The Regulation of the Environment and Political Integration of the Americas - Post-Grad (E 13/ 60%); Disciplinary Focus: LawThe focus of this project line will be the regulation processes that establish the institutional framework for the management of biodiversity. Regulation is seen here as one of the current, centralized control mechanisms of state, regional and trans-regional actors. The project line will not only examine the institutionalization of the concept of the environment, but also the regulation processes lead to international contract law to the entanglement(s) of multiple jurisdictions of varying scopes, through which new regional and transnational spaces of entanglement(s) are created.
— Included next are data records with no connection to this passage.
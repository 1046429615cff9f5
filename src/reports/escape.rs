//! Escaping for HTML output.
//!
//! Deck names and image paths are taken from the file system and may contain
//! markup characters. Everything user-controlled goes through these helpers
//! before it is embedded in a report.

use std::path::Path;

/// Escape a string for safe inclusion in HTML content.
///
/// # Examples
///
/// ```
/// use deck_diff::reports::escape::escape_html;
///
/// assert_eq!(escape_html("<b>Q3 & Q4</b>"), "&lt;b&gt;Q3 &amp; Q4&lt;/b&gt;");
/// ```
#[must_use]
pub fn escape_html(s: &str) -> String {
    let mut result = String::with_capacity(s.len());
    for c in s.chars() {
        match c {
            '&' => result.push_str("&amp;"),
            '<' => result.push_str("&lt;"),
            '>' => result.push_str("&gt;"),
            '"' => result.push_str("&quot;"),
            '\'' => result.push_str("&#x27;"),
            _ => result.push(c),
        }
    }
    result
}

/// Escape a string for an HTML attribute value.
///
/// Stricter than [`escape_html`]: whitespace control characters are encoded
/// too.
#[must_use]
pub fn escape_html_attr(s: &str) -> String {
    let mut result = String::with_capacity(s.len());
    for c in s.chars() {
        match c {
            '\n' => result.push_str("&#10;"),
            '\r' => result.push_str("&#13;"),
            '\t' => result.push_str("&#9;"),
            _ => result.push_str(&escape_html(c.encode_utf8(&mut [0; 4]))),
        }
    }
    result
}

/// `file://` URL for a local image, percent-encoding characters that would
/// end or confuse the path.
#[must_use]
pub fn file_url(path: &Path) -> String {
    let raw = path.to_string_lossy().replace('\\', "/");
    let mut url = String::from("file://");
    if !raw.starts_with('/') {
        url.push('/');
    }
    for c in raw.chars() {
        match c {
            '%' => url.push_str("%25"),
            ' ' => url.push_str("%20"),
            '#' => url.push_str("%23"),
            '?' => url.push_str("%3F"),
            '"' => url.push_str("%22"),
            _ => url.push(c),
        }
    }
    url
}

#[cfg(test)]
mod tests {
    use super::*;

    #[test]
    fn test_escape_html_basic() {
        assert_eq!(escape_html("hello"), "hello");
        assert_eq!(escape_html("a & b"), "a &amp; b");
        assert_eq!(escape_html("\"quoted\""), "&quot;quoted&quot;");
        assert_eq!(escape_html("it's"), "it&#x27;s");
    }

    #[test]
    fn test_escape_html_script() {
        assert_eq!(
            escape_html("<script>alert(1)</script>"),
            "&lt;script&gt;alert(1)&lt;/script&gt;"
        );
    }

    #[test]
    fn test_escape_attr_whitespace() {
        assert_eq!(escape_html_attr("a\nb\"c"), "a&#10;b&quot;c");
    }

    #[test]
    fn test_file_url() {
        assert_eq!(
            file_url(Path::new("/tmp/my deck/slide_001.png")),
            "file:///tmp/my%20deck/slide_001.png"
        );
        assert_eq!(file_url(Path::new("/a/b#1.png")), "file:///a/b%231.png");
    }
}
Especially in the field of environmental law, transnational environmental regulation systems (global climate agreement post-Kyoto and biodiversity conventions, global commons) have to be balanced with national legal systems in connection with the trans-areal integration in the Americas. There are currently also diverse legal norms from various regional alliances in which environmental considerations increasingly play a role in the inter-American Space of Entanglement(s). The legal project line will first examine the coexistence and cooperation, the parallelism and overlap between the different contracts as a specific legal form of interdependence, and then sift through the environmental relevant legal regulations in those contracts, in order to compare and normatively evaluate them.